BEGIN SOURCE MATERIAL

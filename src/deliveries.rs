use std::collections::BTreeMap;

use log::{info,debug};

use super::date::IsoDate;
use super::error::{Result,Error};
use super::population::{Region,PerRegion};
use super::reader::Table;
use super::series::{DailySeries,fill_gaps,fill_gaps_with};
use super::vaccine::{Vaccine,PerVaccine};


/// One row of the delivery log: doses handed to a region on a day.
#[derive(Clone,Debug,PartialEq)]
pub struct DeliveryEvent {
    pub date: IsoDate,
    pub region: Region,
    pub vaccine: Vaccine,
    pub doses: i64,
}

pub fn parse_events(table: &Table) -> Result<Vec<DeliveryEvent>> {
    table.records().map(|record| Ok(DeliveryEvent {
	date: record.date("date")?,
	region: Region::from_name(record.get("state")?)?,
	vaccine: Vaccine::from_name(record.get("type")?)?,
	doses: record.signed("doses")?,
    })).collect()
}


/// Running delivery totals per region on one day, with their sum.
#[derive(Clone,Debug,PartialEq)]
pub struct DeliverySnapshot {
    pub regions: PerRegion<u64>,
    pub total: u64,
}

impl DeliverySnapshot {

    fn new(regions: PerRegion<u64>) -> Self {
	let total = regions.values().sum();
	DeliverySnapshot { regions, total }
    }

}


pub struct Deliveries {
    pub series: DailySeries<DeliverySnapshot>,
    pub by_vaccine: DailySeries<PerVaccine<u64>>,
    pub latest_delivery_date: IsoDate,
}

impl Deliveries {

    /// National total on the last day of the series.
    pub fn latest_total(&self) -> u64 {
	self.series.last().map_or(0, |(_,snapshot)| snapshot.total)
    }

    /// Largest national total on any day. Equal to `latest_total` unless
    /// the log was corrected downwards, which `aggregate` rejects.
    pub fn max_total(&self) -> u64 {
	self.series.pluck(|snapshot| snapshot.total).into_iter().max().unwrap_or(0)
    }

    /// Latest cumulative deliveries to one region, or nationally.
    pub fn latest_for(&self, region: Option<Region>) -> u64 {
	match region {
	    None => self.latest_total(),
	    Some(region) => self.series.last().map_or(0, |(_,snapshot)| snapshot.regions[region]),
	}
    }

    /// National cumulative deliveries as of `date`: nothing before the
    /// first delivery, the latest total after the series ends.
    pub fn delivered_on(&self, date: IsoDate) -> u64 {
	day_of(&self.series, date).map_or(0, |snapshot| snapshot.total)
    }

    /// Cumulative deliveries of each vaccine as of `date`.
    pub fn delivered_by_vaccine_on(&self, date: IsoDate) -> PerVaccine<u64> {
	day_of(&self.by_vaccine, date).copied().unwrap_or_default()
    }

}

fn day_of<T>(series: &DailySeries<T>, date: IsoDate) -> Option<&T> {
    match series.get(date) {
	Some(day) => Some(day),
	None if series.oldest().map_or(true, |oldest| date < oldest) => None,
	None => series.last().map(|(_,day)| day),
    }
}


#[derive(Default)]
struct Tally {
    counts: PerRegion<u64>,
    by_date: BTreeMap<IsoDate,PerRegion<Option<u64>>>,
    vaccines_by_date: BTreeMap<IsoDate,PerVaccine<u64>>,
}

/// Accumulates the events (in file order) into cumulative series running
/// from the first delivery to the later of the last delivery and `until`.
///
/// A region without an event on a delivery day keeps its previous total.
/// Every state must have received a delivery on the first day, since
/// there is nothing earlier to carry forward; the federal pseudo-region
/// starts at zero.
pub fn aggregate(events: &[DeliveryEvent], until: Option<IsoDate>) -> Result<Deliveries> {

    let tally = events.iter().try_fold(Tally::default(), |mut tally, event| {
	if event.doses < 0 {
	    return Err(Error::DecreasingDeliveries { date: event.date, region: event.region });
	}
	let doses = event.doses as u64;
	tally.counts[event.region] += doses;
	tally.by_date.entry(event.date).or_default()[event.region] = Some(tally.counts[event.region]);
	tally.vaccines_by_date.entry(event.date).or_default()[event.vaccine] += doses;
	Ok(tally)
    })?;

    let oldest = *tally.by_date.keys().next().ok_or(Error::MissingData("delivery table"))?;
    let latest_delivery_date = *tally.by_date.keys().next_back().ok_or(Error::MissingData("delivery table"))?;
    let latest = until.map_or(latest_delivery_date, |until| until.max(latest_delivery_date));

    info!("Deliveries: {} events on {} days from {} to {}",
	  events.len(), tally.by_date.len(), oldest, latest_delivery_date);

    let filled = fill_gaps_with(tally.by_date, oldest, latest, |_, today, filled| {
	for region in Region::ALL.iter() {
	    if let Some(count) = today[*region] {
		filled[*region] = Some(count);
	    }
	}
    })?;

    let series = filled.try_map(|date, day| {
	let mut regions = PerRegion::default();
	for (region,count) in day.iter() {
	    regions[region] = match (count, region.is_pseudo()) {
		(Some(count), _) => *count,
		(None, true) => 0,
		(None, false) => return Err(Error::IncompleteDay { date, region }),
	    };
	}
	Ok(DeliverySnapshot::new(regions))
    })?;

    check_monotonic(&series)?;

    // Per-vaccine deliveries are kept per date, so they add up in date
    // order whatever order the log lists them in.
    let vaccine_totals = tally.vaccines_by_date.into_iter()
	.scan(PerVaccine::<u64>::default(), |running, (date,delivered)| {
	    for (vaccine,doses) in delivered.iter() {
		running[vaccine] += *doses;
	    }
	    Some((date, *running))
	}).collect();
    let by_vaccine = fill_gaps(vaccine_totals, oldest, latest)?;
    debug!("Filled delivery series to {} days", series.len());

    Ok(Deliveries { series, by_vaccine, latest_delivery_date })

}

/// Events for one region listed out of date order would make the
/// snapshots taken on the earlier date larger than later ones.
fn check_monotonic(series: &DailySeries<DeliverySnapshot>) -> Result<()> {
    let mut previous: Option<&DeliverySnapshot> = None;
    for (date,snapshot) in series.iter() {
	if let Some(previous) = previous {
	    if let Some(region) = Region::ALL.iter().find(|r| snapshot.regions[**r] < previous.regions[**r]) {
		return Err(Error::DecreasingDeliveries { date, region: *region });
	    }
	}
	previous = Some(snapshot);
    }
    Ok(())
}


#[cfg(test)]
pub mod tests {

    use super::*;

    fn date(s: &str) -> IsoDate {
	IsoDate::parse(s).unwrap()
    }

    fn event(day: &str, region: Region, vaccine: Vaccine, doses: i64) -> DeliveryEvent {
	DeliveryEvent { date: date(day), region, vaccine, doses }
    }

    /// Every state gets `doses` of BioNTech on `day`.
    pub fn round(day: &str, doses: i64) -> Vec<DeliveryEvent> {
	Region::STATES.iter().map(|r| event(day, *r, Vaccine::BioNTech, doses)).collect()
    }

    #[test]
    fn parses_delivery_table() {
	let table = Table::from_text("date,state,type,doses\n2021-01-04,Bayern,comirnaty,100\n\
				      2021-01-05,Bund,Moderna,20\n", b',').unwrap();
	let events = parse_events(&table).unwrap();
	assert_eq!(events, vec![event("2021-01-04", Region::Bayern, Vaccine::BioNTech, 100),
				event("2021-01-05", Region::Federal, Vaccine::Moderna, 20)]);

	let table = Table::from_text("date,state,type,doses\n2021-01-04,Bayern,sputnik,1\n", b',').unwrap();
	assert!(matches!(parse_events(&table), Err(Error::UnknownVaccine(_))));
    }

    #[test]
    fn totals_are_sums_of_regions() {
	let mut events = round("2021-01-04", 100);
	events.push(event("2021-01-04", Region::Federal, Vaccine::Moderna, 50));
	events.push(event("2021-01-06", Region::Bayern, Vaccine::Moderna, 30));
	events.extend(round("2021-01-11", 10));
	let deliveries = aggregate(&events, None).unwrap();

	assert_eq!(deliveries.series.len(), 8);
	for (_,snapshot) in deliveries.series.iter() {
	    assert_eq!(snapshot.total, snapshot.regions.values().sum::<u64>());
	}
	assert_eq!(deliveries.series.pluck(|s| s.total),
		   vec![1650, 1650, 1680, 1680, 1680, 1680, 1680, 1840]);
	assert_eq!(deliveries.latest_delivery_date, date("2021-01-11"));
	assert_eq!(deliveries.latest_total(), 1840);
	assert_eq!(deliveries.max_total(), 1840);
    }

    #[test]
    fn regions_without_events_stay_flat() {
	let mut events = round("2021-01-04", 100);
	events.push(event("2021-01-05", Region::Berlin, Vaccine::BioNTech, 7));
	let deliveries = aggregate(&events, None).unwrap();
	let tuesday = deliveries.series.get(date("2021-01-05")).unwrap();
	assert_eq!(tuesday.regions[Region::Berlin], 107);
	assert_eq!(tuesday.regions[Region::Bremen], 100);
	assert_eq!(tuesday.regions[Region::Federal], 0);
	assert_eq!(deliveries.latest_for(Some(Region::Berlin)), 107);
	assert_eq!(deliveries.latest_for(None), 1607);
    }

    #[test]
    fn incomplete_first_day_fails() {
	let events = vec![event("2021-01-04", Region::Bayern, Vaccine::BioNTech, 100)];
	match aggregate(&events, None) {
	    Err(Error::IncompleteDay { date: d, region }) => {
		assert_eq!(d, date("2021-01-04"));
		assert_eq!(region, Region::BadenWuerttemberg);
	    }
	    Err(other) => panic!("unexpected {:?}", other),
	    Ok(_) => panic!("incomplete first day accepted"),
	}
    }

    #[test]
    fn decreases_fail() {
	let mut events = round("2021-01-04", 100);
	events.push(event("2021-01-05", Region::Berlin, Vaccine::BioNTech, -7));
	assert!(matches!(aggregate(&events, None), Err(Error::DecreasingDeliveries { .. })));

	let mut events = round("2021-01-04", 100);
	events.push(event("2021-01-06", Region::Berlin, Vaccine::BioNTech, 5));
	events.push(event("2021-01-05", Region::Berlin, Vaccine::BioNTech, 5));
	match aggregate(&events, None) {
	    Err(Error::DecreasingDeliveries { date: d, region }) => {
		assert_eq!(d, date("2021-01-06"));
		assert_eq!(region, Region::Berlin);
	    }
	    Err(other) => panic!("unexpected {:?}", other),
	    Ok(_) => panic!("out-of-order log accepted"),
	}
    }

    #[test]
    fn extends_to_until_and_answers_by_date() {
	let mut events = round("2021-01-04", 100);
	events.extend(round("2021-01-06", 100));
	let deliveries = aggregate(&events, Some(date("2021-01-09"))).unwrap();
	assert_eq!(deliveries.series.len(), 6);
	assert_eq!(deliveries.latest_delivery_date, date("2021-01-06"));
	assert_eq!(deliveries.delivered_on(date("2021-01-03")), 0);
	assert_eq!(deliveries.delivered_on(date("2021-01-05")), 1600);
	assert_eq!(deliveries.delivered_on(date("2021-01-09")), 3200);
	assert_eq!(deliveries.delivered_on(date("2021-02-01")), 3200);

	// An earlier `until` never cuts deliveries off.
	let deliveries = aggregate(&events, Some(date("2021-01-05"))).unwrap();
	assert_eq!(deliveries.series.latest(), Some(date("2021-01-06")));
    }

    #[test]
    fn breaks_down_by_vaccine() {
	let mut events = round("2021-01-04", 100);
	events.push(event("2021-01-06", Region::Hessen, Vaccine::AstraZeneca, 40));
	events.push(event("2021-01-06", Region::Hessen, Vaccine::Moderna, 10));
	let deliveries = aggregate(&events, None).unwrap();
	let by_vaccine = &deliveries.by_vaccine;
	assert_eq!(by_vaccine.len(), 3);
	let tuesday = by_vaccine.get(date("2021-01-05")).unwrap();
	assert_eq!(tuesday[Vaccine::BioNTech], 1600);
	assert_eq!(tuesday[Vaccine::AstraZeneca], 0);
	let wednesday = by_vaccine.get(date("2021-01-06")).unwrap();
	assert_eq!(wednesday[Vaccine::AstraZeneca], 40);
	assert_eq!(wednesday[Vaccine::Moderna], 10);
	assert_eq!(wednesday.iter().map(|(_,n)| *n).sum::<u64>(),
		   deliveries.series.get(date("2021-01-06")).unwrap().total);
    }

    #[test]
    fn vaccine_totals_follow_dates_not_file_order() {
	let mut events = round("2021-01-04", 100);
	events.push(event("2021-01-06", Region::Bayern, Vaccine::Moderna, 50));
	events.push(event("2021-01-05", Region::Berlin, Vaccine::Moderna, 10));
	let deliveries = aggregate(&events, Some(date("2021-01-07"))).unwrap();

	for (day,snapshot) in deliveries.series.iter() {
	    let vaccines = deliveries.by_vaccine.get(day).unwrap();
	    assert_eq!(vaccines.iter().map(|(_,n)| *n).sum::<u64>(), snapshot.total);
	}
	assert_eq!(deliveries.delivered_on(date("2021-01-05")), 1610);
	assert_eq!(deliveries.delivered_on(date("2021-01-06")), 1660);
	assert_eq!(deliveries.by_vaccine.get(date("2021-01-05")).unwrap()[Vaccine::Moderna], 10);
	assert_eq!(deliveries.by_vaccine.get(date("2021-01-06")).unwrap()[Vaccine::Moderna], 60);

	assert_eq!(deliveries.delivered_by_vaccine_on(date("2021-01-03")), PerVaccine::default());
	let later = deliveries.delivered_by_vaccine_on(date("2021-02-01"));
	assert_eq!(later[Vaccine::BioNTech], 1600);
	assert_eq!(later[Vaccine::Moderna], 60);
    }

    #[test]
    fn empty_log_fails() {
	assert!(matches!(aggregate(&[], None), Err(Error::MissingData(_))));
    }

}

END SOURCE MATERIAL

EXERCISE DETAILS: Copy out each line of the listing that holds the word "values".

TASK RESULT:
	let total = regions.values().sum();
	    assert_eq!(snapshot.total, snapshot.regions.values().sum::<u64>());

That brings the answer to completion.